El médico volvió a sonreír, esta vez con indolencia. Claro que sabía que su amigo había autorizado al inútil del secretario para responder por él en caso de enfermedad. Lo sabía muy bien, pero era tal la aversión que sentía por Julián Mallorca, que se negaba a reconocer en él cualquier autoridad.

—En cinco minutos va a estar totalmente consciente —dijo, arrastrando las palabras—, él mismo va a poder autorizarme a tomar la muestra. Si no vuelve en sí, entonces invocamos tu poder, ¿de acuerdo?

Con el dedo índice, Julián echó hacia atrás el delicado marco de sus anteojos cuadrados y le ordenó, con voz algo más grave de lo normal:

—¡Sacale sangre ya! —Extrajo de su bolsillo el teléfono celular y deslizó la pantalla sin quitarle los ojos de encima.

—¡Está bien! —resopló el médico y se dispuso a buscar los elementos en el interior de su bolso—. No te olvides que soy su amigo desde hace más de veinte años, tratame con respeto —advirtió.

Julián, que le llevaba una cabeza de estatura, se acercó hasta tenerlo justo debajo de los ojos.

—¡Hacé tu trabajo como corresponde y te voy a respetar! —murmuró con desprecio— ¡Hacelo ligeramente mal y mi jefe te va a mandar tres metros bajo tierra aunque seas su hermano!

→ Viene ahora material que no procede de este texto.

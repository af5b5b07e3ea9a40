//! Keyword-overlap fallback search.
//!
//! When no embedding backend is configured the assistant can still surface
//! passages by plain word overlap. Scores map onto the same distance scale
//! as vector search: 0.0 means every query word appears in the chunk,
//! chunks sharing no words are excluded entirely.

use std::collections::HashSet;

use crate::document::{Chunk, SearchResult};
use crate::error::{RagError, Result};

/// Rank `chunks` by case-insensitive word overlap with `query`.
///
/// Returns up to `k` results ordered by ascending distance, ties keeping the
/// input order. An empty query matches nothing.
pub fn keyword_search(chunks: &[Chunk], query: &str, k: usize) -> Result<Vec<SearchResult>> {
    if k == 0 {
        return Err(RagError::InvalidArgument("k must be at least 1".into()));
    }

    let query_words: HashSet<String> =
        query.split_whitespace().map(|w| w.to_lowercase()).collect();
    if query_words.is_empty() {
        return Ok(Vec::new());
    }

    let mut scored: Vec<SearchResult> = chunks
        .iter()
        .filter_map(|chunk| {
            let chunk_words: HashSet<String> =
                chunk.text.split_whitespace().map(|w| w.to_lowercase()).collect();
            let overlap = query_words.intersection(&chunk_words).count();
            if overlap == 0 {
                return None;
            }
            let score = overlap as f32 / query_words.len() as f32;
            Some(SearchResult { chunk: chunk.clone(), distance: 1.0 - score })
        })
        .collect();

    scored.sort_by(|a, b| a.distance.total_cmp(&b.distance));
    scored.truncate(k);
    Ok(scored)
}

Gervassi se sintió algo intimidado por la autoridad mostrada por el secretario y eso le molestó. Nunca lo había visto así, aunque tuvo que reconocer que el chico tenía razón. Conocía muy bien a Armando Trelles, sabía de lo que era capaz. Lo sabía incluso, mejor que el infeliz del secretario, un improvisado, a su modo de ver, al que se le habían subido los humos. Pero no sería Julián Mallorca quien lo amedrentara. Si algo sabía hacer bien, era su trabajo. Y callar cuando le convenía. Lentamente se colocó un par de guantes y tomó, de su bolso, un frasquito y una jeringa.

Alguien golpeó la puerta. Julián recibió a uno de los «chicos» de seguridad, al que había llamado segundos atrás, un joven de poco menos de dos metros de estatura, espaldas anchas y brazos como jamones.